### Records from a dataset
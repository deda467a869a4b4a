use crate::*;
use crate::boxed::Indirect;
use fat::{Alloc, Free};

use core::alloc::Layout;



#[cfg(feature = "panicy-memory")] impl<T: Clone, A: Alloc + Free + Clone> Clone for Indirect<T, A> {
    /// Allocate a new box that clones the contents of `self` using `Indirect::allocator(self).clone()`
    ///
    /// ## Failure Modes
    /// *   [`panic!`]s if `self` is valueless
    /// *   [`panic!`]s when out of memory
    #[track_caller] fn clone(&self) -> Self {
        self.try_clone().unwrap_or_else(|err| bug::oom(Layout::new::<T>(), err))
    }

    /// Replace the contents of `self` with a clone of `source`'s contents (and allocator.)
    ///
    /// The clone is fully built before `self` is touched: if cloning panics, `self` is left exactly as it was.
    ///
    /// ## Failure Modes
    /// *   [`panic!`]s if `source` is valueless
    /// *   [`panic!`]s when out of memory
    #[track_caller] fn clone_from(&mut self, source: &Self) {
        self.try_clone_from(source).unwrap_or_else(|err| bug::oom(Layout::new::<T>(), err))
    }
}

/// Non-panicing alternatives to [`Clone`] / support for alternative allocators.
impl<T: Clone, A: Free> Indirect<T, A> {
    /// Allocate a new box that clones the contents of `self` using `Indirect::allocator(self).clone()`.
    ///
    /// The copy is independent of `self`: it has its own storage, and mutating either leaves the other untouched.
    ///
    /// ## Failure Modes
    /// *   [`panic!`]s if `self` is valueless
    /// *   Returns <code>[Err]\(...\)</code> when out of memory
    ///
    /// ## Examples
    /// ```
    /// use indirect::{allocator::c::Malloc, Indirect};
    /// let a = Indirect::new_in('a', Malloc);
    /// let mut b = a.try_clone().unwrap();
    /// *b = 'b';
    /// assert_eq!((*a, *b), ('a', 'b'));
    /// ```
    #[track_caller] pub fn try_clone(&self) -> Result<Self, A::Error> where A : Alloc + Clone {
        self.try_clone_in(Self::allocator(self).clone())
    }

    /// Allocate a new box that clones the contents of `self` using `allocator`.
    ///
    /// ## Failure Modes
    /// *   Fails to compile on impossible alignments (e.g. attempting to allocate 4 KiB alignment pages via 8/16 byte aligned malloc)
    /// *   [`panic!`]s if `self` is valueless
    /// *   Returns <code>[Err]\(...\)</code> when out of memory
    ///
    /// ## Examples
    /// ```
    /// use indirect::{allocator::{alloc::Global, c::Malloc, debug::Null}, Indirect};
    /// let a = Indirect::new_in(42_u32, Malloc);
    /// let b = a.try_clone_in(Global).unwrap();
    /// let err = a.try_clone_in(Null).unwrap_err();
    /// assert_eq!(*b, 42);
    /// ```
    #[track_caller] pub fn try_clone_in<A2: Alloc + Free>(&self, allocator: A2) -> Result<Indirect<T, A2>, A2::Error> {
        let Some(data) = self.data() else { bug::valueless::clone() };
        // SAFETY: ✔️ `data` points to a valid `T` owned by `self`, which we're borrowing
        let value = unsafe { data.as_ref() };
        Indirect::try_new_with_in(|| T::clone(value), allocator)
    }

    /// Replace the contents of `self` with a clone of `source`'s contents (and allocator.)
    ///
    /// This has the strong exception safety guarantee: the clone is built first, and only then swapped into `self`.
    /// If allocation fails or `T::clone` panics, `self` is untouched.  `self` may be valueless beforehand.
    ///
    /// ## Failure Modes
    /// *   [`panic!`]s if `source` is valueless
    /// *   Returns <code>[Err]\(...\)</code> when out of memory
    ///
    /// ## Examples
    /// ```
    /// use indirect::{allocator::c::Malloc, Indirect};
    /// let mut a = Indirect::new_in('a', Malloc);
    /// let     b = Indirect::new_in('b', Malloc);
    /// a.try_clone_from(&b).unwrap();
    /// assert_eq!(*a, 'b');
    /// ```
    #[track_caller] pub fn try_clone_from(&mut self, source: &Self) -> Result<(), A::Error> where A : Alloc + Clone {
        let mut copy = source.try_clone()?;
        Self::swap(self, &mut copy);
        Ok(())
    }
}



#[cfg(test)] mod tests {
    use crate::Indirect;
    use crate::allocator::{alloc::Global, debug::{Tracking, TrackingError}};
    use crate::util::drop::Tester;
    use alloc::{string::String, vec, vec::Vec};

    use std::panic::{catch_unwind, AssertUnwindSafe};

    #[test] fn copy_is_independent() {
        let a : Indirect<i32, Global> = Indirect::new(5);
        let mut b = a.clone();
        *b += 1;
        assert_eq!((*a, *b), (5, 6));
    }

    #[test] fn copy_allocates_from_source_allocator() {
        let tracking = Tracking::new(Global);
        let a = Indirect::new_in(Tester::new(31), &tracking);
        let b = a.clone();
        assert!(core::ptr::eq(*Indirect::allocator(&b), &tracking));
        assert_eq!(tracking.outstanding(), 2);
        assert_eq!(Tester::live(31), 2);
        assert_eq!(a, b);
    }

    #[test] #[should_panic = "copy from a valueless Indirect"] fn copy_from_valueless() {
        let mut a : Indirect<i32, Global> = Indirect::new(5);
        let _b = Indirect::take(&mut a);
        let _c = a.clone();
    }

    #[test] fn copy_panic_frees() {
        let tracking = Tracking::new(Global);
        let a = Indirect::new_in(Tester::panicky(32), &tracking);
        let r = catch_unwind(AssertUnwindSafe(|| a.clone()));
        assert!(r.is_err());
        assert_eq!(tracking.outstanding(), 1);
        assert_eq!(Tester::live(32), 1);
    }

    #[test] fn copy_assign() {
        let mut a : Indirect<Vec<u8>, Global> = Indirect::new(vec![1, 2, 3]);
        let     b : Indirect<Vec<u8>, Global> = Indirect::new(vec![4]);
        a.clone_from(&b);
        assert_eq!(*a, [4]);
        assert_eq!(*b, [4]);
        a.push(5);
        assert_eq!(*b, [4]);
    }

    #[test] fn copy_assign_into_valueless() {
        let mut a : Indirect<String, Global> = Indirect::new(String::from("a"));
        let     b : Indirect<String, Global> = Indirect::new(String::from("b"));
        let _c = Indirect::take(&mut a);
        a.clone_from(&b);
        assert!(!Indirect::is_valueless(&a));
        assert_eq!(*a, "b");
    }

    #[test] fn copy_assign_takes_source_allocator() {
        let ta = Tracking::new(Global);
        let tb = Tracking::new(Global);
        let mut a = Indirect::new_in(1_u32, &ta);
        let     b = Indirect::new_in(2_u32, &tb);
        a.clone_from(&b);
        assert!(core::ptr::eq(*Indirect::allocator(&a), &tb));
        assert_eq!((ta.outstanding(), tb.outstanding()), (0, 2));
    }

    #[test] fn copy_assign_panic_is_strongly_safe() {
        let tracking = Tracking::new(Global);
        let mut a = Indirect::new_in(Tester::new(33), &tracking);
        let     b = Indirect::new_in(Tester::panicky(34), &tracking);
        let r = catch_unwind(AssertUnwindSafe(|| a.clone_from(&b)));
        assert!(r.is_err());
        assert_eq!(a.get(), 33);
        assert_eq!(b.get(), 34);
        assert_eq!((Tester::live(33), Tester::live(34)), (1, 1));
        assert_eq!(tracking.outstanding(), 2);
    }

    #[test] fn copy_assign_alloc_failure_is_strongly_safe() {
        let tracking = Tracking::new(Global);
        let mut a = Indirect::new_in(Tester::new(35), &tracking);
        let     b = Indirect::new_in(Tester::new(36), &tracking);
        tracking.set_limit(2);
        assert_eq!(a.try_clone_from(&b), Err(TrackingError::LimitExceeded { limit: 2 }));
        assert_eq!(a.get(), 35);
        assert_eq!((Tester::live(35), Tester::live(36)), (1, 1));
    }
}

### Problem
Reproduce each entry above exactly, keeping every word.

### Response
repository deda467a869a4b4a
use crate::*;
use crate::boxed::Indirect;
use fat::{Alloc, Free};

use core::alloc::Layout;



#[cfg(feature = "panicy-memory")] impl<T: Clone, A: Alloc + Free + Clone> Clone for Indirect<T, A> {
    /// Allocate a new box that clones the contents of `self` using `Indirect::allocator(self).clone()`
    ///
    /// ## Failure Modes
    /// *   [`panic!`]s if `self` is valueless
    /// *   [`panic!`]s when out of memory
    #[track_caller] fn clone(&self) -> Self {
        self.try_clone().unwrap_or_else(|err| bug::oom(Layout::new::<T>(), err))
    }

    /// Replace the contents of `self` with a clone of `source`'s contents (and allocator.)
    ///
    /// The clone is fully built before `self` is touched: if cloning panics, `self` is left exactly as it was.
    ///
    /// ## Failure Modes
    /// *   [`panic!`]s if `source` is valueless
    /// *   [`panic!`]s when out of memory
    #[track_caller] fn clone_from(&mut self, source: &Self) {
        self.try_clone_from(source).unwrap_or_else(|err| bug::oom(Layout::new::<T>(), err))
    }
}

/// Non-panicing alternatives to [`Clone`] / support for alternative allocators.
impl<T: Clone, A: Free> Indirect<T, A> {
    /// Allocate a new box that clones the contents of `self` using `Indirect::allocator(self).clone()`.
    ///
    /// The copy is independent of `self`: it has its own storage, and mutating either leaves the other untouched.
    ///
    /// ## Failure Modes
    /// *   [`panic!`]s if `self` is valueless
    /// *   Returns <code>[Err]\(...\)</code> when out of memory
    ///
    /// ## Examples
    /// ```
    /// use indirect::{allocator::c::Malloc, Indirect};
    /// let a = Indirect::new_in('a', Malloc);
    /// let mut b = a.try_clone().unwrap();
    /// *b = 'b';
    /// assert_eq!((*a, *b), ('a', 'b'));
    /// ```
    #[track_caller] pub fn try_clone(&self) -> Result<Self, A::Error> where A : Alloc + Clone {
        self.try_clone_in(Self::allocator(self).clone())
    }

    /// Allocate a new box that clones the contents of `self` using `allocator`.
    ///
    /// ## Failure Modes
    /// *   Fails to compile on impossible alignments (e.g. attempting to allocate 4 KiB alignment pages via 8/16 byte aligned malloc)
    /// *   [`panic!`]s if `self` is valueless
    /// *   Returns <code>[Err]\(...\)</code> when out of memory
    ///
    /// ## Examples
    /// ```
    /// use indirect::{allocator::{alloc::Global, c::Malloc, debug::Null}, Indirect};
    /// let a = Indirect::new_in(42_u32, Malloc);
    /// let b = a.try_clone_in(Global).unwrap();
    /// let err = a.try_clone_in(Null).unwrap_err();
    /// assert_eq!(*b, 42);
    /// ```
    #[track_caller] pub fn try_clone_in<A2: Alloc + Free>(&self, allocator: A2) -> Result<Indirect<T, A2>, A2::Error> {
        let Some(data) = self.data() else { bug::valueless::clone() };
        // SAFETY: ✔️ `data` points to a valid `T` owned by `self`, which we're borrowing
        let value = unsafe { data.as_ref() };
        Indirect::try_new_with_in(|| T::clone(value), allocator)
    }

    /// Replace the contents of `self` with a clone of `source`'s contents (and allocator.)
    ///
    /// This has the strong exception safety guarantee: the clone is built first, and only then swapped into `self`.
    /// If allocation fails or `T::clone` panics, `self` is untouched.  `self` may be valueless beforehand.
    ///
    /// ## Failure Modes
    /// *   [`panic!`]s if `source` is valueless
    /// *   Returns <code>[Err]\(...\)</code> when out of memory
    ///
    /// ## Examples
    /// ```
    /// use indirect::{allocator::c::Malloc, Indirect};
    /// let mut a = Indirect::new_in('a', Malloc);
    /// let     b = Indirect::new_in('b', Malloc);
    /// a.try_clone_from(&b).unwrap();
    /// assert_eq!(*a, 'b');
    /// ```
    #[track_caller] pub fn try_clone_from(&mut self, source: &Self) -> Result<(), A::Error> where A : Alloc + Clone {
        let mut copy = source.try_clone()?;
        Self::swap(self, &mut copy);
        Ok(())
    }
}



#[cfg(test)] mod tests {
    use crate::Indirect;
    use crate::allocator::{alloc::Global, debug::{Tracking, TrackingError}};
    use crate::util::drop::Tester;
    use alloc::{string::String, vec, vec::Vec};

    use std::panic::{catch_unwind, AssertUnwindSafe};

    #[test] fn copy_is_independent() {
        let a : Indirect<i32, Global> = Indirect::new(5);
        let mut b = a.clone();
        *b += 1;
        assert_eq!((*a, *b), (5, 6));
    }

    #[test] fn copy_allocates_from_source_allocator() {
        let tracking = Tracking::new(Global);
        let a = Indirect::new_in(Tester::new(31), &tracking);
        let b = a.clone();
        assert!(core::ptr::eq(*Indirect::allocator(&b), &tracking));
        assert_eq!(tracking.outstanding(), 2);
        assert_eq!(Tester::live(31), 2);
        assert_eq!(a, b);
    }

    #[test] #[should_panic = "copy from a valueless Indirect"] fn copy_from_valueless() {
        let mut a : Indirect<i32, Global> = Indirect::new(5);
        let _b = Indirect::take(&mut a);
        let _c = a.clone();
    }

    #[test] fn copy_panic_frees() {
        let tracking = Tracking::new(Global);
        let a = Indirect::new_in(Tester::panicky(32), &tracking);
        let r = catch_unwind(AssertUnwindSafe(|| a.clone()));
        assert!(r.is_err());
        assert_eq!(tracking.outstanding(), 1);
        assert_eq!(Tester::live(32), 1);
    }

    #[test] fn copy_assign() {
        let mut a : Indirect<Vec<u8>, Global> = Indirect::new(vec![1, 2, 3]);
        let     b : Indirect<Vec<u8>, Global> = Indirect::new(vec![4]);
        a.clone_from(&b);
        assert_eq!(*a, [4]);
        assert_eq!(*b, [4]);
        a.push(5);
        assert_eq!(*b, [4]);
    }

    #[test] fn copy_assign_into_valueless() {
        let mut a : Indirect<String, Global> = Indirect::new(String::from("a"));
        let     b : Indirect<String, Global> = Indirect::new(String::from("b"));
        let _c = Indirect::take(&mut a);
        a.clone_from(&b);
        assert!(!Indirect::is_valueless(&a));
        assert_eq!(*a, "b");
    }

    #[test] fn copy_assign_takes_source_allocator() {
        let ta = Tracking::new(Global);
        let tb = Tracking::new(Global);
        let mut a = Indirect::new_in(1_u32, &ta);
        let     b = Indirect::new_in(2_u32, &tb);
        a.clone_from(&b);
        assert!(core::ptr::eq(*Indirect::allocator(&a), &tb));
        assert_eq!((ta.outstanding(), tb.outstanding()), (0, 2));
    }

    #[test] fn copy_assign_panic_is_strongly_safe() {
        let tracking = Tracking::new(Global);
        let mut a = Indirect::new_in(Tester::new(33), &tracking);
        let     b = Indirect::new_in(Tester::panicky(34), &tracking);
        let r = catch_unwind(AssertUnwindSafe(|| a.clone_from(&b)));
        assert!(r.is_err());
        assert_eq!(a.get(), 33);
        assert_eq!(b.get(), 34);
        assert_eq!((Tester::live(33), Tester::live(34)), (1, 1));
        assert_eq!(tracking.outstanding(), 2);
    }

    #[test] fn copy_assign_alloc_failure_is_strongly_safe() {
        let tracking = Tracking::new(Global);
        let mut a = Indirect::new_in(Tester::new(35), &tracking);
        let     b = Indirect::new_in(Tester::new(36), &tracking);
        tracking.set_limit(2);
        assert_eq!(a.try_clone_from(&b), Err(TrackingError::LimitExceeded { limit: 2 }));
        assert_eq!(a.get(), 35);
        assert_eq!((Tester::live(35), Tester::live(36)), (1, 1));
    }
}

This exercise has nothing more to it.